THE PROPER REMEDY OF PETITIONERS IS A PETITION FOR REVIEW UNDER RULE 43 AND NOT A PETITION FOR CERTIORARI UNDER RULE 65 OF THE RULES OF COURT.
"III.
THE FILING OF A MOTION FOR RECONSIDERATION IS A CONDITION SINE QUA NON BEFORE A PETITION FOR CERTIORARI MAY BE FILED BECAUSE THE QUESTIONED RESOLUTION IS NOT PATENTLY ILLEGAL.
"IV.
PETITIONERS ARE GUILTY OF FORUM-SHOPPING BECAUSE ULTIMATELY
PETITIONERS SEEK THE SAME RELIEF, WHICH IS TO RESTRAIN THE DEPARTMENT OF
AGRARIAN REFORM FROM PLACING THE SUBJECT 144-HECTARE PROPERTY UNDER THE
COMPREHENSIVE AGRARIAN REFORM LAW (CARL)."[1]
For their part, the grounds relied
upon by the applicants for intervention are as follows:
"I.
THE INTERVENORS POSSESS A RIGHT TO INTERVENE IN THESE PROCEEDINGS.
"II.
THE MODIFICATION BY THE OFFICE OF THE PRESIDENT (OP) OF ITS 29 MARCH 1996 DECISION, THROUGH THE 7 NOVEMBER 1997 'WIN-WIN' RESOLUTION, WAS NOT ERRONEOUS BUT WAS A VALID EXERCISE OF ITS POWERS AND PREROGATIVES.
"III.
THE 'WIN-WIN' RESOLUTION PROPERLY ADDRESSES THE SUBSTANTIAL ISSUES
RELATIVE TO THIS CASE."[2]
Both movants also ask that their
respective motions be resolved by this Court en banc since the issues they
raise are, described by the respondents, "novel,"[3] or, as characterized by the
applicants for intervention, of "transcendental significance."[4] Most specifically, movants
are presenting the issue of whether or not the power of the local government
units to reclassify lands is subject to the approval of the Department of
Agrarian Reform (DAR).
The instant motions are being
opposed vehemently by herein petitioners.

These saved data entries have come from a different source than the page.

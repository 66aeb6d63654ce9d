//! Failed attempts tracking.
//!
//! Attempts are appended rows; lockout is a windowed count over them, so
//! concurrent writers never race on a shared counter.

mod repository;

pub use repository::*;

use std::net::IpAddr;
use std::sync::Arc;

use async_trait::async_trait;

use crate::error::{Result, ServerError};

/// One tracked attempt.
#[derive(Debug, Clone, PartialEq, Eq)]
pub struct TrackRequest {
    /// Unix timestamp, in seconds.
    pub time: i64,
    /// Where the attempt came from, e.g. `login`.
    pub source: String,
    pub user_id: Option<i64>,
    ipv4: Option<Vec<u8>>,
    ipv6: Option<Vec<u8>>,
}

impl TrackRequest {
    /// Create a new [`TrackRequest`] from a textual IP address.
    ///
    /// # Errors
    ///
    /// Returns [`ServerError::InvalidArgument`] if `address` is not an IPv4
    /// or IPv6 address.
    pub fn new(
        time: i64,
        source: impl Into<String>,
        address: &str,
    ) -> Result<Self> {
        let binary = decode_address(address)?;
        let (ipv4, ipv6) = match binary.len() {
            4 => (Some(binary), None),
            _ => (None, Some(binary)),
        };

        Ok(Self {
            time,
            source: source.into(),
            user_id: None,
            ipv4,
            ipv6,
        })
    }

    /// Create a [`TrackRequest`] stamped with the current time.
    pub fn now(source: impl Into<String>, address: &str) -> Result<Self> {
        Self::new(chrono::Utc::now().timestamp(), source, address)
    }

    /// Attach the user the attempt targeted.
    pub fn with_user_id(mut self, user_id: i64) -> Self {
        self.user_id = Some(user_id);
        self
    }

    #[inline]
    pub fn ipv4(&self) -> Option<&[u8]> {
        self.ipv4.as_deref()
    }

    #[inline]
    pub fn ipv6(&self) -> Option<&[u8]> {
        self.ipv6.as_deref()
    }
}

fn decode_address(address: &str) -> Result<Vec<u8>> {
    let ip = address.trim().parse::<IpAddr>().map_err(|_| {
        ServerError::InvalidArgument(format!("invalid IP address `{address}`"))
    })?;

    Ok(match ip {
        IpAddr::V4(ip) => ip.octets().to_vec(),
        IpAddr::V6(ip) => ip.octets().to_vec(),
    })
}

/// Store of tracked attempts.
#[async_trait]
pub trait TrackService: Send + Sync {
    /// Append an attempt.
    async fn add(&self, track: &TrackRequest) -> Result<()>;

    /// Count attempts with the same source and address made at or after
    /// `since`.
    async fn count_since(&self, track: &TrackRequest, since: i64) -> Result<i64>;
}

/// Lockout policy over a [`TrackService`].
#[derive(Clone)]
pub struct Tracker {
    store: Arc<dyn TrackService>,
    max_attempts: i64,
    window: i64,
}

impl Tracker {
    /// Create a new [`Tracker`].
    pub fn new(
        store: Arc<dyn TrackService>,
        max_attempts: i64,
        window: i64,
    ) -> Self {
        Self {
            store,
            max_attempts,
            window,
        }
    }

    /// Fail with [`ServerError::LockoutExceeded`] once the source reached the
    /// maximum number of attempts inside the window.
    pub async fn check(&self, track: &TrackRequest) -> Result<()> {
        let attempts = self
            .store
            .count_since(track, track.time - self.window)
            .await?;

        if attempts >= self.max_attempts {
            return Err(ServerError::LockoutExceeded { attempts });
        }

        Ok(())
    }

    /// Record a failed attempt.
    pub async fn add(&self, track: &TrackRequest) -> Result<()> {
        self.store.add(track).await
    }
}
//! In-memory collaborators.
//!
//! MUST NEVER be used in production.

use std::collections::HashMap;
use std::sync::atomic::{AtomicBool, AtomicUsize, Ordering};
use std::sync::{Arc, Mutex};

use async_trait::async_trait;

use crate::crypto::Hash;
use crate::error::{Result, ServerError};
use crate::ldap::{LdapDirectory, LdapEntry};
use crate::provider::{
    AuthData, AuthOutcome, AuthProvider, DenyReason, ProviderKind,
};
use crate::track::{TrackRequest, TrackService};
use crate::user::{UserDataDto, UserLoginDto, UserPassService, UserService};

fn unavailable() -> ServerError {
    ServerError::Internal {
        details: "backend unavailable".into(),
        source: None,
    }
}

/// Users kept in a map, keyed by login.
#[derive(Default)]
pub struct MemoryUserStore {
    users: Mutex<HashMap<String, UserDataDto>>,
    hash: Option<Arc<Hash>>,
    migrations: AtomicUsize,
    fail_lookups: AtomicBool,
    fail_migrations: AtomicBool,
}

impl MemoryUserStore {
    /// Store able to migrate passwords with `hash`.
    pub fn with_hash(hash: Arc<Hash>) -> Self {
        Self {
            hash: Some(hash),
            ..Default::default()
        }
    }

    pub fn insert(&self, user: UserDataDto) {
        self.users.lock().unwrap().insert(user.login.clone(), user);
    }

    /// Number of successful migrations.
    pub fn migrations(&self) -> usize {
        self.migrations.load(Ordering::SeqCst)
    }

    pub fn fail_lookups(&self) {
        self.fail_lookups.store(true, Ordering::SeqCst);
    }

    pub fn fail_migrations(&self) {
        self.fail_migrations.store(true, Ordering::SeqCst);
    }
}

#[async_trait]
impl UserService for MemoryUserStore {
    async fn get_by_login(&self, login: &str) -> Result<UserDataDto> {
        if self.fail_lookups.load(Ordering::SeqCst) {
            return Err(unavailable());
        }

        self.users
            .lock()
            .unwrap()
            .get(login)
            .cloned()
            .ok_or(ServerError::NotFound)
    }
}

#[async_trait]
impl UserPassService for MemoryUserStore {
    async fn migrate_user_pass_by_id(&self, id: i64, plain: &str) -> Result<()> {
        if self.fail_migrations.load(Ordering::SeqCst) {
            return Err(unavailable());
        }
        let hash = self.hash.as_ref().ok_or_else(unavailable)?;
        let pass = hash.hash_key(plain)?;

        let mut users = self.users.lock().unwrap();
        let user = users
            .values_mut()
            .find(|user| user.id == id)
            .ok_or(ServerError::NotFound)?;
        user.pass = pass;
        user.hash_salt.clear();
        user.is_migrate = false;

        self.migrations.fetch_add(1, Ordering::SeqCst);
        Ok(())
    }
}

/// Tracked attempts kept in a vector.
#[derive(Default)]
pub struct MemoryTrackStore {
    tracks: Mutex<Vec<TrackRequest>>,
}

impl MemoryTrackStore {
    pub fn tracks(&self) -> Vec<TrackRequest> {
        self.tracks.lock().unwrap().clone()
    }
}

#[async_trait]
impl TrackService for MemoryTrackStore {
    async fn add(&self, track: &TrackRequest) -> Result<()> {
        self.tracks.lock().unwrap().push(track.clone());
        Ok(())
    }

    async fn count_since(&self, track: &TrackRequest, since: i64) -> Result<i64> {
        let count = self
            .tracks
            .lock()
            .unwrap()
            .iter()
            .filter(|t| {
                t.source == track.source
                    && t.time >= since
                    && t.ipv4() == track.ipv4()
                    && t.ipv6() == track.ipv6()
            })
            .count();

        Ok(count as i64)
    }
}

/// Directory with a single account.
pub struct StaticDirectory {
    account: Option<(String, String)>,
}

impl StaticDirectory {
    pub fn new(uid: &str, password: &str) -> Self {
        Self {
            account: Some((uid.into(), password.into())),
        }
    }

    /// Directory failing every request.
    pub fn unreachable() -> Self {
        Self { account: None }
    }
}

#[async_trait]
impl LdapDirectory for StaticDirectory {
    async fn authenticate(
        &self,
        uid: &str,
        password: &str,
    ) -> Result<Option<LdapEntry>> {
        let Some((account, secret)) = &self.account else {
            return Err(unavailable());
        };

        if account == uid && secret == password {
            Ok(Some(LdapEntry {
                dn: format!("uid={uid},dc=example,dc=org"),
                name: Some(uid.to_owned()),
                ..Default::default()
            }))
        } else {
            Ok(None)
        }
    }
}

/// Scripted provider answer.
#[derive(Clone)]
pub enum Behaviour {
    /// Grant with a resolved user.
    Grant(UserDataDto),
    /// Grant without local user data, like a directory would.
    GrantExternal,
    Deny,
    Fail,
    Hang,
}

/// Provider answering the same way to every attempt.
pub struct StaticProvider {
    kind: ProviderKind,
    authoritative: bool,
    behaviour: Behaviour,
    calls: Arc<AtomicUsize>,
}

impl StaticProvider {
    pub fn new(kind: ProviderKind, authoritative: bool, behaviour: Behaviour) -> Self {
        Self {
            kind,
            authoritative,
            behaviour,
            calls: Arc::default(),
        }
    }

    /// Counter of `authenticate` calls.
    pub fn calls(&self) -> Arc<AtomicUsize> {
        Arc::clone(&self.calls)
    }
}

#[async_trait]
impl AuthProvider for StaticProvider {
    fn kind(&self) -> ProviderKind {
        self.kind
    }

    fn is_authoritative(&self) -> bool {
        self.authoritative
    }

    async fn authenticate(&self, login: &UserLoginDto) -> Result<AuthOutcome> {
        self.calls.fetch_add(1, Ordering::SeqCst);

        match &self.behaviour {
            Behaviour::Grant(user) => Ok(AuthOutcome::Granted(AuthData::Database {
                user: user.clone(),
                migrated: false,
            })),
            Behaviour::GrantExternal => Ok(AuthOutcome::Granted(AuthData::Ldap(
                LdapEntry {
                    dn: format!("uid={},dc=example,dc=org", login.login()),
                    ..Default::default()
                },
            ))),
            Behaviour::Deny => Ok(AuthOutcome::Denied(DenyReason::InvalidPassword)),
            Behaviour::Fail => Err(unavailable()),
            Behaviour::Hang => std::future::pending().await,
        }
    }
}
use std::net::SocketAddr;

use keyward::{app, initialize_state, telemetry};
use tokio::net::TcpListener;

const DEFAULT_PORT: u16 = 8080;

#[tokio::main]
async fn main() -> Result<(), Box<dyn std::error::Error>> {
    telemetry::setup_tracing();

    let mut state = initialize_state().await?;
    state.metrics = match telemetry::setup_metrics_recorder() {
        Ok(handle) => Some(handle),
        Err(err) => {
            tracing::warn!(error = %err, "prometheus recorder not installed");
            None
        },
    };

    let port = std::env::var("PORT")
        .ok()
        .and_then(|port| port.parse::<u16>().ok())
        .unwrap_or(DEFAULT_PORT);
    let addr = SocketAddr::from(([0, 0, 0, 0], port));

    let listener = TcpListener::bind(addr).await?;
    tracing::info!(%addr, "server started");

    axum::serve(
        listener,
        app(state).into_make_service_with_connect_info::<SocketAddr>(),
    )
    .with_graceful_shutdown(shutdown_signal())
    .await?;

    Ok(())
}

async fn shutdown_signal() {
    if let Err(err) = tokio::signal::ctrl_c().await {
        tracing::error!(error = %err, "cannot listen for shutdown signal");
    }
    tracing::info!("shutting down");
}
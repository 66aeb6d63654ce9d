//! PostgreSQL connection pool.

use sqlx::PgPool;
use sqlx::postgres::{PgConnectOptions, PgPoolOptions};

use crate::config::Postgres;
use crate::error::{Result, ServerError};

pub const DEFAULT_CREDENTIALS: &str = "postgres";
pub const DEFAULT_DATABASE_NAME: &str = "keyward";
pub const DEFAULT_POOL_SIZE: u32 = 10;
const DEFAULT_PORT: u16 = 5432;

/// Shared pool behind every repository.
#[derive(Clone)]
pub struct Database {
    pub postgres: PgPool,
}

impl Database {
    /// Connect the pool described by the `postgres` section.
    ///
    /// Credentials are passed as options, never spliced into a URL, so they
    /// may contain any character.
    pub async fn connect(config: &Postgres) -> Result<Self> {
        let options = connect_options(config)?;
        let postgres = PgPoolOptions::new()
            .max_connections(config.pool_size.unwrap_or(DEFAULT_POOL_SIZE))
            .connect_with(options)
            .await?;

        tracing::info!(
            address = %config.address,
            database = config.database.as_deref().unwrap_or(DEFAULT_DATABASE_NAME),
            "postgres connected"
        );

        Ok(Self { postgres })
    }
}

fn connect_options(config: &Postgres) -> Result<PgConnectOptions> {
    let (host, port) = split_address(&config.address)?;

    Ok(PgConnectOptions::new()
        .host(host)
        .port(port)
        .username(config.username.as_deref().unwrap_or(DEFAULT_CREDENTIALS))
        .password(config.password.as_deref().unwrap_or(DEFAULT_CREDENTIALS))
        .database(config.database.as_deref().unwrap_or(DEFAULT_DATABASE_NAME)))
}

/// Split `host[:port]`.
fn split_address(address: &str) -> Result<(&str, u16)> {
    let invalid = || {
        ServerError::Configuration(format!("invalid postgres address `{address}`"))
    };

    match address.rsplit_once(':') {
        Some((host, port)) if !host.is_empty() => {
            Ok((host, port.parse().map_err(|_| invalid())?))
        },
        Some(_) => Err(invalid()),
        None if address.is_empty() => Err(invalid()),
        None => Ok((address, DEFAULT_PORT)),
    }
}
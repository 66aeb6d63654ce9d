pub mod rpc;
pub mod status;
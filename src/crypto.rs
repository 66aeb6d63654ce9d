//! Cryptogragic logics.
//!
//! Current passwords are stored as keyed Argon2id PHC strings. Legacy digests
//! only exist so that old accounts can be verified once and migrated.

use std::sync::LazyLock;

use argon2::password_hash::{
    PasswordHash, PasswordHasher, PasswordVerifier, SaltString,
};
use argon2::{Argon2, Params, Version};
use md5::Md5;
use rand::rngs::OsRng;
use regex_lite::Regex;
use sha1::{Digest, Sha1};
use zeroize::Zeroizing;

use crate::config::Argon2 as ArgonConfig;

/// Setting part (`$2y$NN$` followed by the 22 chars salt) of a bcrypt hash.
static BCRYPT_SETTING: LazyLock<Regex> = LazyLock::new(|| {
    Regex::new(r"^\$2[abxy]\$\d{2}\$[./A-Za-z0-9]{22}")
        .expect("bcrypt setting pattern is valid")
});

type Result<T> = std::result::Result<T, CryptoError>;

const DECOY_PASSWORD: &str = "keyward-decoy-password";

#[derive(thiserror::Error, Debug)]
pub enum CryptoError {
    #[error("argon2 error: {0}")]
    Argon2(String),
    #[error("hash key is empty")]
    MissingKey,
}

/// Keyed password hasher.
///
/// The application secret is fed to Argon2id as its secret input, so a
/// leaked database alone is not enough to brute force passwords.
pub struct Hash {
    key: Zeroizing<Vec<u8>>,
    params: Params,
    /// Keyed hash of a throwaway password, verified for unknown logins.
    decoy: String,
    #[cfg(test)]
    verifications: std::sync::atomic::AtomicUsize,
}

impl Hash {
    /// Create a new [`Hash`].
    pub fn new(
        key: impl AsRef<[u8]>,
        config: Option<ArgonConfig>,
    ) -> Result<Self> {
        let key = key.as_ref();
        if key.is_empty() {
            return Err(CryptoError::MissingKey);
        }

        let config = config.unwrap_or_default();
        let params = Params::new(
            config.memory_cost,
            config.iterations,
            config.parallelism,
            Some(config.hash_length),
        )
        .map_err(|err| CryptoError::Argon2(err.to_string()))?;

        let mut hash = Self {
            key: Zeroizing::new(key.to_vec()),
            params,
            decoy: String::new(),
            #[cfg(test)]
            verifications: Default::default(),
        };
        hash.decoy = hash.hash_key(DECOY_PASSWORD)?;

        Ok(hash)
    }

    fn argon2(&self) -> Result<Argon2<'_>> {
        Argon2::new_with_secret(
            self.key.as_slice(),
            argon2::Algorithm::Argon2id,
            Version::V0x13,
            self.params.clone(),
        )
        .map_err(|err| CryptoError::Argon2(err.to_string()))
    }

    /// Derive a keyed hash of `plain`.
    pub fn hash_key(&self, plain: impl AsRef<[u8]>) -> Result<String> {
        let salt = SaltString::generate(&mut OsRng);
        let hash = self
            .argon2()?
            .hash_password(plain.as_ref(), &salt)
            .map_err(|err| CryptoError::Argon2(err.to_string()))?;

        Ok(hash.to_string())
    }

    /// Check `plain` against a stored keyed hash.
    ///
    /// A stored value that is not a PHC string never matches.
    pub fn check_hash_key(&self, plain: impl AsRef<[u8]>, stored: &str) -> bool {
        let Ok(parsed) = PasswordHash::new(stored) else {
            return false;
        };
        #[cfg(test)]
        self.verifications
            .fetch_add(1, std::sync::atomic::Ordering::SeqCst);

        match self.argon2() {
            Ok(argon2) => argon2.verify_password(plain.as_ref(), &parsed).is_ok(),
            Err(err) => {
                tracing::error!(error = %err, "cannot build keyed hasher");
                false
            },
        }
    }
}

impl Hash {
    /// Spend the same work as a real verification, for a login with no
    /// stored hash.
    pub fn check_decoy(&self, plain: impl AsRef<[u8]>) {
        let _ = self.check_hash_key(plain, &self.decoy);
    }

    #[cfg(test)]
    pub(crate) fn verifications(&self) -> usize {
        self.verifications.load(std::sync::atomic::Ordering::SeqCst)
    }
}

/// Compare two strings without leaking the position of the first mismatch.
pub fn constant_time_eq(a: &str, b: &str) -> bool {
    constant_time_eq::constant_time_eq(a.as_bytes(), b.as_bytes())
}

/// Legacy `sha1(salt + password)` digest, hex encoded.
pub fn legacy_sha1(salt: &str, plain: &str) -> String {
    let mut hasher = Sha1::new();
    hasher.update(salt.as_bytes());
    hasher.update(plain.as_bytes());

    hex::encode(hasher.finalize())
}

/// Legacy unsalted `md5(password)` digest, hex encoded.
pub fn legacy_md5(plain: &str) -> String {
    hex::encode(Md5::digest(plain.as_bytes()))
}

/// Legacy `crypt(password, salt)` check.
///
/// Old records stored a bcrypt setting string as salt, so the crypt output
/// is the stored hash itself when the password is right.
pub fn legacy_crypt_matches(plain: &str, salt: &str, stored: &str) -> bool {
    let Some(setting) = BCRYPT_SETTING.find(salt) else {
        return false;
    };

    stored.starts_with(setting.as_str())
        && bcrypt::verify(plain, stored).unwrap_or(false)
}

#[cfg(test)]
pub(crate) fn test_hash() -> Hash {
    let config = ArgonConfig {
        memory_cost: 256,
        iterations: 1,
        parallelism: 1,
        hash_length: 32,
    };

    Hash::new(b"application-secret", Some(config)).unwrap()
}
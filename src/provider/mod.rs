//! Authentication providers.
//!
//! A provider answers one question: do these credentials belong to this
//! login? Wrong credentials are a normal [`AuthOutcome::Denied`], errors are
//! kept for unreachable backends.

mod browser;
mod database;
mod ldap;

pub use browser::*;
pub use database::*;
pub use ldap::*;

use async_trait::async_trait;
use serde::{Deserialize, Serialize};

use crate::error::Result;
use crate::ldap::LdapEntry;
use crate::user::{UserDataDto, UserLoginDto};

/// Provider type. At most one provider of each type is registered.
#[derive(
    Debug, Clone, Copy, PartialEq, Eq, Hash, Serialize, Deserialize,
)]
#[serde(rename_all = "lowercase")]
pub enum ProviderKind {
    Browser,
    Ldap,
    Database,
}

impl ProviderKind {
    pub fn as_str(&self) -> &'static str {
        match self {
            ProviderKind::Browser => "browser",
            ProviderKind::Ldap => "ldap",
            ProviderKind::Database => "database",
        }
    }
}

impl std::fmt::Display for ProviderKind {
    fn fmt(&self, f: &mut std::fmt::Formatter) -> std::fmt::Result {
        f.write_str(self.as_str())
    }
}

/// Provider specific data of a grant.
#[derive(Debug, Clone)]
pub enum AuthData {
    Database { user: UserDataDto, migrated: bool },
    Ldap(LdapEntry),
    Browser(BrowserIdentity),
}

/// Why a provider denied.
#[derive(Debug, Clone, PartialEq, Eq)]
pub enum DenyReason {
    UserNotFound,
    InvalidPassword,
    /// Server asserted another identity.
    IdentityMismatch,
    /// Server asserted no identity at all.
    NoServerIdentity,
    /// Backend failed or timed out.
    Unavailable(String),
}

#[derive(Debug, Clone)]
pub enum AuthOutcome {
    Granted(AuthData),
    Denied(DenyReason),
}

/// Outcome of one provider for one attempt.
#[derive(Debug, Clone)]
pub struct AuthResult {
    pub provider: ProviderKind,
    pub authoritative: bool,
    pub outcome: AuthOutcome,
}

impl AuthResult {
    #[inline]
    pub fn granted(&self) -> bool {
        matches!(self.outcome, AuthOutcome::Granted(_))
    }

    pub fn deny_reason(&self) -> Option<&DenyReason> {
        match &self.outcome {
            AuthOutcome::Granted(_) => None,
            AuthOutcome::Denied(reason) => Some(reason),
        }
    }
}

/// Pluggable authentication strategy.
#[async_trait]
pub trait AuthProvider: Send + Sync {
    fn kind(&self) -> ProviderKind;

    /// Whether a grant from this provider is final.
    fn is_authoritative(&self) -> bool;

    /// Check credentials of `login`.
    ///
    /// # Errors
    ///
    /// Only infrastructure failures; a refusal is `Ok(AuthOutcome::Denied)`.
    async fn authenticate(&self, login: &UserLoginDto) -> Result<AuthOutcome>;
}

The grounds raised here were
extensively covered and resolved in our challenged Decision. A minute resolution denying the instant
motions with finality would have been sufficient, considering that the same
follows as a matter of course if warranted under the circumstances as in other
equally important cases. However, in
view of the wide publicity and media coverage that this case has generated, in
addition to the demonstrations staged at the perimeter of this Court, as well
as the many letters coming from different sectors of society (the religious and
the NGOs) and even letters from abroad, we deem it necessary to write an
extended resolution to again reiterate the basis for our April 24, 1998
Decision, and hopefully write finis to this controversy.
To support their request that
their motions be referred to the Court en banc, the movants cited the
Resolutions of this Court dated February 9, 1993, in Bar Matter No. 209, which
enumerates the cases that may be resolved en banc, among which are the
following:
"x x x x x x x
x x
3. Cases raising novel questions of law;
x x x x x x x
x x
8. Cases assigned to a division which in the opinion of at least three (3) members thereof merit the attention of the Court en banc and are acceptable to a majority of the actual membership of the Court en banc; and
x x x x x x x
x x"
Regrettably, the issues presented
before us by the movants are matters of no extraordinary import to merit the
attention of the Court en banc.
Specifically, the issue of whether or not the power of the local
government units to reclassify lands is subject to the approval of the DAR is
no longer novel, this having been decided by this Court in the case of Province
of Camarines Sur, et al. vs. Court of Appeals[5] wherein we held that local
government units need not obtain the approval of the DAR to convert or
reclassify lands from agricultural to non-agricultural use. The dispositive portion of the Decision in
the aforecited case states:
"WHEREFORE, the petition is GRANTED and the questioned decision of the Court of Appeals is set aside insofar as it (a) nullifies the trial court's order allowing the Province of Camarines Sur to take possession of private respondent's property; (b) orders the trial court to suspend the expropriation proceedings; and (c) requires the Province of Camarines Sur to obtain the approval of the Department of Agrarian Reform to convert or reclassify private respondent's property from agricultural to non-agricultural use.
"x x
x x x x x x x" (Emphasis
supplied)
Moreover, the Decision sought to
be reconsidered was arrived at by a unanimous vote of all five (5)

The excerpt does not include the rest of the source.